California will face billions of dollars in spending to cope with the consequences of rising sea levels if low-lying communities along the coast are ultimately submerged, as scientists predict, Gov. Jerry Brown said Tuesday.
Brown’s remarks came a day after the release of two studies finding that a slow-motion and irreversible collapse of a massive cluster of glaciers in Antarctica has begun and could cause sea levels to rise worldwide by 4 feet within 200 years.
"If that happens, the Los Angeles airport's going to be underwater," Brown told reporters at a presentation of his revised state budget proposal in Los Angeles.
"So is the San Francisco airport." Also underwater, he added, would be the San Onofre nuclear power plant.
"You’re going to have to move all that," Brown said. "That’s billions, if not tens of billions. Luckily, we can take a few years." He joked: "Maybe my next year’s budget will handle that."
As Brown reviewed highlights of his revised $156.2-billion spending proposal for the fiscal year starting July 1, he stressed plans to pay down state debt, expand healthcare coverage and shore up the teachers' retirement system to prevent it from running out of money.
In budget talks with state lawmakers, Brown, who is running for a fourth term, faces pressure from fellow Democrats to restore more of the social-service spending that was cut during the economic downturn.
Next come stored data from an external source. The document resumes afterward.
// src/utils/serialization.rs
//! JSON helpers shared by the fetcher and the pipeline logs.

use serde::{de::DeserializeOwned, Serialize};

/// Deserializes a value from raw JSON bytes.
///
/// # Arguments
/// * `data` - JSON document as received over the wire
///
/// # Returns
/// - `Ok(T)` with deserialized value on success
/// - `Err(serde_json::Error)` if the bytes are not valid JSON for `T`
pub fn deserialize_slice<T: DeserializeOwned>(data: &[u8]) -> Result<T, serde_json::Error> {
    serde_json::from_slice(data)
}

/// Renders a value as indented JSON for log output.
///
/// Falls back to the serializer error text.
pub fn to_pretty_json<T: Serialize>(data: &T) -> String {
    serde_json::to_string_pretty(data).unwrap_or_else(|e| format!("<unserializable: {}>", e))
}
And some legislators are resisting his call for using money from the state’s greenhouse gas reduction program to help fund his prized high-speed rail project.
Brown said he knew the project had skeptics but compared them to opponents of President Abraham Lincoln’s plan to build the intercontinental railroad during the Civil War.
"People would say, 'How the hell are you going to do that?' Well, they did it," said Brown, who also mentioned those who fought construction of the Golden Gate Bridge, the Bay Area Rapid Transit system and the Panama and Suez canals.
Brown also dismissed the criticism of his Republican challengers, Assemblyman Tim Donnelly of Twin Peaks and former banker Neel Kashkari of Laguna Beach, both of whom suggested his budget was fiscally unsound. Brown, 76, pointed to the state's surplus and said, "It’s good to know one's way around."
"If it were easy, we wouldn’t have had 11 deficits in the last 15 years," he said. "So I think I know my way around, and I think a fourth term would be a very unique experience, one of knowledge, one of fortitude, and -- what’s the other one -- perseverance."
The governor also took a shot at two of his predecessors, Republican Arnold Schwarzenegger and Democrat Gray Davis, although not by name, as he defended his cautious spending on home healthcare for the elderly and disabled. Cuts in the program drew several dozen union protesters to the sidewalk outside his Los Angeles office Tuesday.
"Two governors left town with those big red lines down there," he said, jabbing his finger at a cardboard chart showing years of state deficits. "I have to tell you, I’m going to be very compassionate, but I'm going to do my best to leave town in the black, not the red, and that then forces a number of tough decisions."
Brown also passed out some of the joke playing cards that he has given state lawmakers, including one showing his dog, Sutter, asking to "save some biscuits for a rainy day."